Ein Lebensrisiko mehr - Meinungsbeitrag zu den Folgen der Terroranschläge in Paris

Trier · Dieser Tage fragten mich Freunde, ob ich demnächst zum Adventskaffee kommen wolle. Zum Adventskaffee????? Ich – und mit mir viele andere – bin zurzeit gefangen in Gedanken an den Terror und seine Folgen. Die Informationen überschlagen sich.

Die Attentate in Paris und die fast zeitgleiche Gewissheit, dass der russische Urlaubsflieger über dem Sinai durch eine Bombe des sogenannten Islamischen Staats zum Absturz gebracht wurde, haben global zu so zahlreichen Aktionen auf polizeilicher, militärischer, politischer, diplomatischer, geheimdienstlicher aber auch ziviler Ebene geführt, dass man die Ereignisse kaum noch sortieren kann. Dabei wissen wir, dass hinter den Kulissen noch viel mehr passiert.

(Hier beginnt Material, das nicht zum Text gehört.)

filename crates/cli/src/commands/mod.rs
//! Command implementations.

mod info;
mod run;
mod validate;

pub use info::run_info;
pub use run::run_relay;
pub use validate::run_validate;
//! CLI argument definitions using clap.

use clap::{Parser, Subcommand, ValueEnum};
use std::path::PathBuf;

/// Voice Relay - real-time voice dispatch pipeline
#[derive(Parser, Debug)]
#[command(
    name = "voice-relay",
    author,
    version,
    about = "Voice-audio relay dispatch pipeline",
    long_about = "The dispatch stage of a real-time voice-audio relay.\n\n\
                  Loads a participant roster from configuration, runs inbound \n\
                  audio frames through an ordered dispatch-policy chain, and \n\
                  fans resolved packets out to per-listener delivery queues."
)]
pub struct Cli {
    /// Increase logging verbosity (-v for debug, -vv for trace)
    #[arg(short, long, action = clap::ArgAction::Count, global = true, env = "VOICE_RELAY_VERBOSE")]
    pub verbose: u8,

    /// Suppress all output except errors
    #[arg(short, long, global = true, conflicts_with = "verbose")]
    pub quiet: bool,

    /// Log output format
    #[arg(
        long,
        value_enum,
        default_value = "pretty",
        global = true,
        env = "VOICE_RELAY_LOG_FORMAT"
    )]
    pub log_format: LogFormat,

    #[command(subcommand)]
    pub command: Commands,
}

/// Available CLI commands
#[derive(Subcommand, Debug)]
pub enum Commands {
    /// Run the relay with simulated speakers
    Run(RunArgs),

    /// Validate configuration file without running
    Validate(ValidateArgs),

    /// Display configuration information
    Info(InfoArgs),
}

/// Arguments for the `run` command
#[derive(Parser, Debug, Clone)]
pub struct RunArgs {
    /// Path to configuration file (TOML or JSON)
    #[arg(short, long, default_value = "relay.toml", env = "VOICE_RELAY_CONFIG")]
    pub config: PathBuf,

    /// Frames each simulated speaker produces
    #[arg(long, default_value = "100", env = "VOICE_RELAY_FRAMES")]
    pub frames: u64,

    /// Interval between simulated frames in milliseconds
    #[arg(long, default_value = "20", env = "VOICE_RELAY_FRAME_INTERVAL_MS")]
    pub frame_interval_ms: u64,

    /// Payload size of each simulated frame in bytes
    #[arg(long, default_value = "160", env = "VOICE_RELAY_PAYLOAD_BYTES")]
    pub payload_bytes: usize,

    /// Run timeout in seconds (0 = no timeout)
    #[arg(long, default_value = "0", env = "VOICE_RELAY_TIMEOUT")]
    pub timeout: u64,

    /// Validate configuration and exit without running
    #[arg(long)]
    pub dry_run: bool,

    /// Override metrics server port from configuration (0 = disabled)
    #[arg(long, env = "VOICE_RELAY_METRICS_PORT")]
    pub metrics_port: Option<u16>,
}

/// Arguments for the `validate` command
#[derive(Parser, Debug)]
pub struct ValidateArgs {
    /// Path to configuration file to validate
    #[arg(short, long, default_value = "relay.toml")]
    pub config: PathBuf,

    /// Output validation result as JSON
    #[arg(long)]
    pub json: bool,
}

/// Arguments for the `info` command
#[derive(Parser, Debug)]
pub struct InfoArgs {
    /// Path to configuration file
    #[arg(short, long, default_value = "relay.toml")]
    pub config: PathBuf,

    /// Output as JSON
    #[arg(long)]
    pub json: bool,

    /// Show the full participant roster
    #[arg(long)]
    pub participants: bool,
}

/// Log output format
#[derive(ValueEnum, Clone, Debug, Default)]
pub enum LogFormat {
    /// JSON structured logging
    Json,
    /// Human-readable pretty format
    #[default]
    Pretty,
    /// Compact single-line format
    Compact,
}
//! # Relay
//!
//! Runtime around the dispatch core.
//!
//! Responsible for:
//! - Tracking connected participants and their outbound queues
//! - Consuming inbound `VoiceFrame`s and driving intake -> policies -> flush
//! - Guarding intake (payload size, empty frames) before dispatch runs

pub mod transport;
pub mod voice_relay;

pub use contracts::{VoiceFrame, VoicePacket, VoiceTransport};
pub use transport::ChannelTransport;
pub use voice_relay::{RelayConfig, VoiceRelay};
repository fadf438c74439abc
//! Simulated speakers.
//!
//! Drives the relay without a live audio source by producing synthetic
//! voice frames at a fixed cadence.

use std::sync::atomic::{AtomicU64, Ordering};
use std::sync::Arc;
use std::time::Duration;

use bytes::Bytes;
use contracts::{ParticipantId, VoiceFrame};
use tokio::sync::mpsc;
use tokio::task::JoinHandle;
use tracing::{debug, warn};

/// A simulated speaker producing frames on an interval.
#[derive(Debug, Clone)]
pub struct SpeakerSim {
    /// Participant identity the frames carry
    pub id: ParticipantId,

    /// How many frames to produce
    pub frames: u64,

    /// Delay between frames
    pub interval: Duration,

    /// Payload size of each frame
    pub payload_bytes: usize,
}

/// Handle to a running simulated speaker.
///
/// The produced count is readable at any time, including after an abort, so
/// a deadline cutting the speaker short still reports real numbers.
pub struct SpeakerHandle {
    produced: Arc<AtomicU64>,
    handle: JoinHandle<()>,
}

impl SpeakerHandle {
    /// Frames sent into the intake channel so far.
    pub fn produced(&self) -> u64 {
        self.produced.load(Ordering::Relaxed)
    }

    /// Stop the speaker immediately, dropping its intake sender.
    pub fn abort(&self) {
        self.handle.abort();
    }

    /// Wait for the speaker to finish.
    pub async fn wait(&mut self) {
        let _ = (&mut self.handle).await;
    }
}

impl SpeakerSim {
    /// Spawn the speaker as a background task.
    ///
    /// The speaker stops early if the intake channel closes or the handle
    /// aborts it; either way its sender drops so intake can close.
    pub fn spawn(self, tx: mpsc::Sender<VoiceFrame>) -> SpeakerHandle {
        let produced = Arc::new(AtomicU64::new(0));
        let counter = Arc::clone(&produced);

        let handle = tokio::spawn(async move {
            let mut ticker = tokio::time::interval(self.interval);

            for seq in 0..self.frames {
                ticker.tick().await;

                let frame = VoiceFrame::new(self.id.clone(), self.payload(seq));
                if tx.send(frame).await.is_err() {
                    warn!(
                        speaker = %self.id,
                        produced = counter.load(Ordering::Relaxed),
                        "Intake channel closed, speaker stopping"
                    );
                    return;
                }
                counter.fetch_add(1, Ordering::Relaxed);
            }

            debug!(
                speaker = %self.id,
                produced = counter.load(Ordering::Relaxed),
                "Speaker finished"
            );
        });

        SpeakerHandle { produced, handle }
    }

    /// Deterministic synthetic payload for frame `seq`.
    fn payload(&self, seq: u64) -> Bytes {
        let mut buf = Vec::with_capacity(self.payload_bytes);
        for i in 0..self.payload_bytes {
            buf.push((seq as usize).wrapping_add(i) as u8);
        }
        Bytes::from(buf)
    }
}

#[cfg(test)]
mod tests {
    use super::*;

    #[tokio::test]
    async fn test_speaker_produces_requested_frames() {
        let (tx, mut rx) = mpsc::channel(16);
        let sim = SpeakerSim {
            id: "alice".into(),
            frames: 5,
            interval: Duration::from_millis(1),
            payload_bytes: 8,
        };

        let mut handle = sim.spawn(tx);
        handle.wait().await;
        assert_eq!(handle.produced(), 5);

        let mut received = 0;
        while let Some(frame) = rx.recv().await {
            assert_eq!(frame.speaker, "alice");
            assert_eq!(frame.payload.len(), 8);
            received += 1;
        }
        assert_eq!(received, 5);
    }

    #[tokio::test]
    async fn test_speaker_stops_when_intake_closes() {
        let (tx, rx) = mpsc::channel(1);
        drop(rx);

        let sim = SpeakerSim {
            id: "bob".into(),
            frames: 10,
            interval: Duration::from_millis(1),
            payload_bytes: 4,
        };

        let mut handle = sim.spawn(tx);
        handle.wait().await;
        assert_eq!(handle.produced(), 0);
    }

    #[tokio::test]
    async fn test_abort_closes_intake_and_keeps_count() {
        let (tx, mut rx) = mpsc::channel(64);
        let sim = SpeakerSim {
            id: "alice".into(),
            frames: u64::MAX,
            interval: Duration::from_millis(1),
            payload_bytes: 4,
        };

        let mut handle = sim.spawn(tx);

        // Let a few frames through, then cut the speaker off mid-run
        let first = rx.recv().await;
        assert!(first.is_some());
        handle.abort();
        handle.wait().await;

        // Sender dropped on abort, so the channel drains to closed
        let mut drained = 1u64;
        while rx.recv().await.is_some() {
            drained += 1;
        }

        assert!(handle.produced() > 0);
        // Counting trails the send by one step at most
        assert!(drained >= handle.produced());
    }

    #[test]
    fn test_payload_is_deterministic() {
        let sim = SpeakerSim {
            id: "carol".into(),
            frames: 1,
            interval: Duration::from_millis(1),
            payload_bytes: 4,
        };

        assert_eq!(sim.payload(0), sim.payload(0));
        assert_ne!(sim.payload(0), sim.payload(1));
    }
}
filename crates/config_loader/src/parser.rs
//! Config parsing
//!
//! Supports TOML (primary) and JSON (optional) formats.

use contracts::{ContractError, RelayBlueprint};

/// Config file format
#[derive(Debug, Clone, Copy, PartialEq, Eq)]
pub enum ConfigFormat {
    /// TOML format (recommended)
    Toml,
    /// JSON format
    Json,
}

impl ConfigFormat {
    /// Infer the format from a file extension
    pub fn from_extension(ext: &str) -> Option<Self> {
        match ext.to_lowercase().as_str() {
            "toml" => Some(Self::Toml),
            "json" => Some(Self::Json),
            _ => None,
        }
    }
}

/// Parse TOML config
pub fn parse_toml(content: &str) -> Result<RelayBlueprint, ContractError> {
    toml::from_str(content).map_err(|e| ContractError::ConfigParse {
        message: format!("TOML parse error: {e}"),
        source: Some(Box::new(e)),
    })
}

/// Parse JSON config
pub fn parse_json(content: &str) -> Result<RelayBlueprint, ContractError> {
    serde_json::from_str(content).map_err(|e| ContractError::ConfigParse {
        message: format!("JSON parse error: {e}"),
        source: Some(Box::new(e)),
    })
}

/// Parse config according to format
pub fn parse(content: &str, format: ConfigFormat) -> Result<RelayBlueprint, ContractError> {
    match format {
        ConfigFormat::Toml => parse_toml(content),
        ConfigFormat::Json => parse_json(content),
    }
}

#[cfg(test)]
mod tests {
    use super::*;

    #[test]
    fn test_parse_toml_minimal() {
        let content = r#"
[server]
name = "relay-test"

[[participants]]
id = "alice"
speaks = true

[[participants]]
id = "bob"
"#;
        let bp = parse_toml(content).unwrap();
        assert_eq!(bp.server.name, "relay-test");
        assert_eq!(bp.participants.len(), 2);
        assert!(bp.participants[0].speaks);
        assert!(!bp.participants[1].speaks);
    }

    #[test]
    fn test_parse_toml_invalid() {
        let result = parse_toml("server = not-a-table");
        assert!(result.is_err());
        assert!(result.unwrap_err().to_string().contains("parse error"));
    }

    #[test]
    fn test_parse_json() {
        let content = r#"{"server": {"name": "relay-json"}}"#;
        let bp = parse_json(content).unwrap();
        assert_eq!(bp.server.name, "relay-json");
    }

    #[test]
    fn test_format_from_extension() {
        assert_eq!(ConfigFormat::from_extension("toml"), Some(ConfigFormat::Toml));
        assert_eq!(ConfigFormat::from_extension("TOML"), Some(ConfigFormat::Toml));
        assert_eq!(ConfigFormat::from_extension("json"), Some(ConfigFormat::Json));
        assert_eq!(ConfigFormat::from_extension("yaml"), None);
    }
}
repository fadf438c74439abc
//! VoiceTransport trait - dispatch output interface
//!
//! The collaborator that owns connection state and performs actual delivery.

use crate::{ContractError, ParticipantId, VoicePacket};

/// Delivery transport abstraction.
///
/// The dispatch stage borrows a transport for the duration of one frame. It
/// asks for the connected set when broadcasting and hands over one resolved
/// packet per target at finalize. Send is fire-and-forget from the caller's
/// perspective: an error is reported back for accounting but the caller keeps
/// flushing the remaining targets.
///
/// Implementations must be safe to share across concurrently-dispatched
/// frames; the snapshot and send paths are the implementor's concern.
pub trait VoiceTransport: Send + Sync {
    /// Snapshot of currently connected participants.
    ///
    /// Taken at call time; connects and disconnects after the snapshot are not
    /// reflected. No ordering guarantee.
    fn connected_participants(&self) -> Vec<ParticipantId>;

    /// Deliver one resolved packet to one listener.
    ///
    /// # Errors
    /// Returns a transport error for an unknown or gone listener. Callers
    /// treat this as per-listener accounting, never as an abort signal.
    fn send(&self, listener: &ParticipantId, packet: VoicePacket) -> Result<(), ContractError>;
}
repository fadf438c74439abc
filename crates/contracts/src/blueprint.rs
//! RelayBlueprint - Config Loader output
//!
//! Describes a full relay deployment: server identity, intake limits,
//! delivery queues, metrics, and the simulated roster used by demo runs.

use serde::{Deserialize, Serialize};

/// Config version
#[derive(Debug, Clone, Copy, PartialEq, Eq, Default, Serialize, Deserialize)]
pub enum ConfigVersion {
    #[default]
    V1,
}

/// Complete relay configuration blueprint
#[derive(Debug, Clone, Serialize, Deserialize)]
pub struct RelayBlueprint {
    /// Config version
    #[serde(default)]
    pub version: ConfigVersion,

    /// Server settings
    pub server: ServerConfig,

    /// Frame intake settings
    #[serde(default)]
    pub intake: IntakeConfig,

    /// Per-listener delivery settings
    #[serde(default)]
    pub delivery: DeliveryConfig,

    /// Metrics exporter settings
    #[serde(default)]
    pub metrics: MetricsConfig,

    /// Participant roster for simulated (demo) runs
    #[serde(default)]
    pub participants: Vec<ParticipantConfig>,
}

/// Server identity
#[derive(Debug, Clone, Serialize, Deserialize)]
pub struct ServerConfig {
    /// Human-readable relay name (used in logs and metrics labels)
    pub name: String,
}

/// Frame intake settings
#[derive(Debug, Clone, Serialize, Deserialize)]
pub struct IntakeConfig {
    /// Capacity of the inbound frame queue
    #[serde(default = "default_queue_capacity")]
    pub queue_capacity: usize,

    /// Frames with larger payloads are rejected at intake
    #[serde(default = "default_max_payload_bytes")]
    pub max_payload_bytes: usize,
}

impl Default for IntakeConfig {
    fn default() -> Self {
        Self {
            queue_capacity: default_queue_capacity(),
            max_payload_bytes: default_max_payload_bytes(),
        }
    }
}

fn default_queue_capacity() -> usize {
    256
}

fn default_max_payload_bytes() -> usize {
    8192
}

/// Per-listener delivery settings
#[derive(Debug, Clone, Serialize, Deserialize)]
pub struct DeliveryConfig {
    /// Capacity of each listener's outbound packet queue
    #[serde(default = "default_listener_queue_capacity")]
    pub listener_queue_capacity: usize,

    /// Volume used by the default broadcast policy.
    ///
    /// Deliberately not range-checked; see `VoicePacket::volume`.
    #[serde(default = "default_volume")]
    pub default_volume: i32,
}

impl Default for DeliveryConfig {
    fn default() -> Self {
        Self {
            listener_queue_capacity: default_listener_queue_capacity(),
            default_volume: default_volume(),
        }
    }
}

fn default_listener_queue_capacity() -> usize {
    64
}

fn default_volume() -> i32 {
    100
}

/// Metrics exporter settings
#[derive(Debug, Clone, Default, Serialize, Deserialize)]
pub struct MetricsConfig {
    /// Prometheus listener port (None or 0 = disabled)
    #[serde(default)]
    pub port: Option<u16>,
}

/// One participant in the simulated roster
#[derive(Debug, Clone, Serialize, Deserialize)]
pub struct ParticipantConfig {
    /// Session identity
    pub id: String,

    /// Whether this participant produces frames in demo runs
    #[serde(default)]
    pub speaks: bool,
}

#[cfg(test)]
mod tests {
    use super::*;

    #[test]
    fn test_defaults() {
        let intake = IntakeConfig::default();
        assert_eq!(intake.queue_capacity, 256);
        assert_eq!(intake.max_payload_bytes, 8192);

        let delivery = DeliveryConfig::default();
        assert_eq!(delivery.listener_queue_capacity, 64);
        assert_eq!(delivery.default_volume, 100);
    }

    #[test]
    fn test_minimal_json() {
        let bp: RelayBlueprint =
            serde_json::from_str(r#"{"server": {"name": "relay-1"}}"#).unwrap();
        assert_eq!(bp.server.name, "relay-1");
        assert_eq!(bp.version, ConfigVersion::V1);
        assert!(bp.participants.is_empty());
        assert_eq!(bp.metrics.port, None);
    }
}
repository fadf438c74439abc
//! Pipeline orchestration module.

mod orchestrator;
mod stats;

pub use orchestrator::{Pipeline, PipelineConfig};
pub use stats::PipelineStats;
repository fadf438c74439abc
//! # Config Loader
//!
//! Configuration loading and parsing module.
//!
//! Responsibilities:
//! - Parse TOML/JSON configuration files
//! - Validate configuration legality
//! - Generate `RelayBlueprint`
//!
//! # Example
//!
//! ```no_run
//! use config_loader::ConfigLoader;
//! use std::path::Path;
//!
//! let blueprint = ConfigLoader::load_from_path(Path::new("relay.toml")).unwrap();
//! println!("Relay: {}", blueprint.server.name);
//! ```

mod parser;
mod validator;

pub use contracts::RelayBlueprint;
pub use parser::ConfigFormat;

use contracts::ContractError;
use std::path::Path;

/// Configuration loader
///
/// Provides static methods to load configuration from files or strings.
pub struct ConfigLoader;

impl ConfigLoader {
    /// Load configuration from file path
    ///
    /// Automatically detects format from file extension (.toml / .json).
    ///
    /// # Errors
    /// - File read failure
    /// - Unsupported format
    /// - Parse failure
    /// - Validation failure
    pub fn load_from_path(path: &Path) -> Result<RelayBlueprint, ContractError> {
        let format = Self::detect_format(path)?;
        let content = Self::read_file(path)?;
        Self::load_from_str(&content, format)
    }

    /// Load configuration from string
    ///
    /// # Errors
    /// - Parse failure
    /// - Validation failure
    pub fn load_from_str(
        content: &str,
        format: ConfigFormat,
    ) -> Result<RelayBlueprint, ContractError> {
        Self::parse_and_validate(content, format)
    }

    /// Serialize RelayBlueprint to TOML string
    pub fn to_toml(blueprint: &RelayBlueprint) -> Result<String, ContractError> {
        toml::to_string_pretty(blueprint)
            .map_err(|e| ContractError::config_parse(format!("TOML serialize error: {e}")))
    }

    /// Serialize RelayBlueprint to JSON string
    pub fn to_json(blueprint: &RelayBlueprint) -> Result<String, ContractError> {
        serde_json::to_string_pretty(blueprint)
            .map_err(|e| ContractError::config_parse(format!("JSON serialize error: {e}")))
    }
}

impl ConfigLoader {
    /// Infer configuration format from file extension
    fn detect_format(path: &Path) -> Result<ConfigFormat, ContractError> {
        let ext = path.extension().and_then(|e| e.to_str()).ok_or_else(|| {
            ContractError::config_parse("cannot determine file format from extension")
        })?;

        ConfigFormat::from_extension(ext).ok_or_else(|| {
            ContractError::config_parse(format!("unsupported config format: .{ext}"))
        })
    }

    /// Read configuration file content
    fn read_file(path: &Path) -> Result<String, ContractError> {
        Ok(std::fs::read_to_string(path)?)
    }

    /// Parse and validate configuration content
    fn parse_and_validate(
        content: &str,
        format: ConfigFormat,
    ) -> Result<RelayBlueprint, ContractError> {
        let blueprint = parser::parse(content, format)?;
        validator::validate(&blueprint)?;
        Ok(blueprint)
    }
}

#[cfg(test)]
mod tests {
    use super::*;

    const MINIMAL_TOML: &str = r#"
[server]
name = "relay-1"

[intake]
queue_capacity = 128
max_payload_bytes = 4096

[delivery]
listener_queue_capacity = 32
default_volume = 100

[[participants]]
id = "alice"
speaks = true

[[participants]]
id = "bob"

[[participants]]
id = "carol"
"#;

    #[test]
    fn test_load_from_str_toml() {
        let result = ConfigLoader::load_from_str(MINIMAL_TOML, ConfigFormat::Toml);
        assert!(result.is_ok(), "Failed: {:?}", result.err());
        let bp = result.unwrap();
        assert_eq!(bp.server.name, "relay-1");
        assert_eq!(bp.intake.queue_capacity, 128);
        assert_eq!(bp.participants.len(), 3);
    }

    #[test]
    fn test_round_trip_toml() {
        let bp = ConfigLoader::load_from_str(MINIMAL_TOML, ConfigFormat::Toml).unwrap();
        let serialized = ConfigLoader::to_toml(&bp).unwrap();
        let bp2 = ConfigLoader::load_from_str(&serialized, ConfigFormat::Toml).unwrap();
        assert_eq!(bp.server.name, bp2.server.name);
        assert_eq!(bp.participants.len(), bp2.participants.len());
        assert_eq!(bp.participants[0].id, bp2.participants[0].id);
    }

    #[test]
    fn test_round_trip_json() {
        let bp = ConfigLoader::load_from_str(MINIMAL_TOML, ConfigFormat::Toml).unwrap();
        let json = ConfigLoader::to_json(&bp).unwrap();
        let bp2 = ConfigLoader::load_from_str(&json, ConfigFormat::Json).unwrap();
        assert_eq!(bp.server.name, bp2.server.name);
    }

    #[test]
    fn test_validation_runs_after_parse() {
        // Duplicate participant id should fail validation
        let content = r#"
[server]
name = "relay-1"

[[participants]]
id = "alice"

[[participants]]
id = "alice"
"#;
        let result = ConfigLoader::load_from_str(content, ConfigFormat::Toml);
        assert!(result.is_err());
        assert!(result.unwrap_err().to_string().contains("duplicate"));
    }
}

Trotzdem ist der dschihadistische Hass ja nicht, wie seinerzeit in New York am 11. September 2001, plötzlich über Europa hereingebrochen. Er ist in ihn hineingesickert und aus ihm herausgekrochen: Madrid (2004), London (2005), Paris im Januar dieses Jahres und vergangene Woche wieder. In Deutschland wurde 2007 ein geplantes Attentat der sogenannten Sauerland-Gruppe in letzter Minute verhindert. Die Terrormilizen haben sich mittlerweile mit dem Ziel, möglichst viele Andersdenkende zu morden und westliche Lebenskultur auszurotten, professionalisiert und bedienen sich einer wachsenden Zahl europäischer Fanatiker, die als besonders brutal und ,,opferbereit" gelten.

Die Kommentierungen in diesen Tagen reichen von ,,Nach Paris ist nichts mehr so, wie es war" bis zu einem trotzigen ,,Jetzt erst recht".

Beide Haltungen unterstreichen die Verstörung. Frankreich im Ausnahmezustand, Europas Salafisten-Zentrale Belgien überfordert. Viele EU-Staaten weiten ihre Sicherheitsrechte aus. Europäisch und international zeichnen sich im Anti-Terror-Kampf Allianzen ab, die vor dem schwarzen Freitag noch nicht denkbar waren. Beispielsweise mit Russlands Präsident Putin, dessen völkerrechtswidrige Ukraine-Politik zu einem Bruch mit der EU und den USA führten.

Da sind hierzulande abgesagte Fußballspiele, eine größere Polizeipräsenz bei Massenveranstaltungen, die Diskussion um Bundeswehreinätze im Innern, eine ins Leere gelaufene Razzia oder zynische Trittbrettfahrer, die Bombenalarm auslösen, ja tatsächlich noch harmlosere Abweichungen von der Normalität.

Politiker und Behörden warnen zwar vor einer hohen Anschlagsgefahr, versuchen aber gleichzeitig, die Bevölkerung mit Hinweis auf ausreichende Sicherheitsstandards und besondere Wachsamkeit zu beruhigen. Was sollen sie sonst auch sagen?

Angstforscher bezeichnen den Terror mittlerweile als eines von vielen Lebensrisiken auch in der freien Welt. Ein Risiko mehr, an das wir uns gewöhnten. Und die allgemeine Verunsicherung sei keine dauerhafte. Schließlich sei die Wahrscheinlichkeit, durch einen Verkehrsunfall ums Leben zu kommen, ungleich höher.

Entspannt mich das gerade? Nein. Aber vielleicht komme ich beim Adventskaffee ja mal auf andere Gedanken. Will heißen: Es wäre doch töricht, würden wir allein aus der Furcht vor neuen Gefahren unsere Lebensbezüge und -entwürfe freiwillig kappen. Sagt der Verstand. Und das Gefühl? Auch. Nur etwas kleinlauter.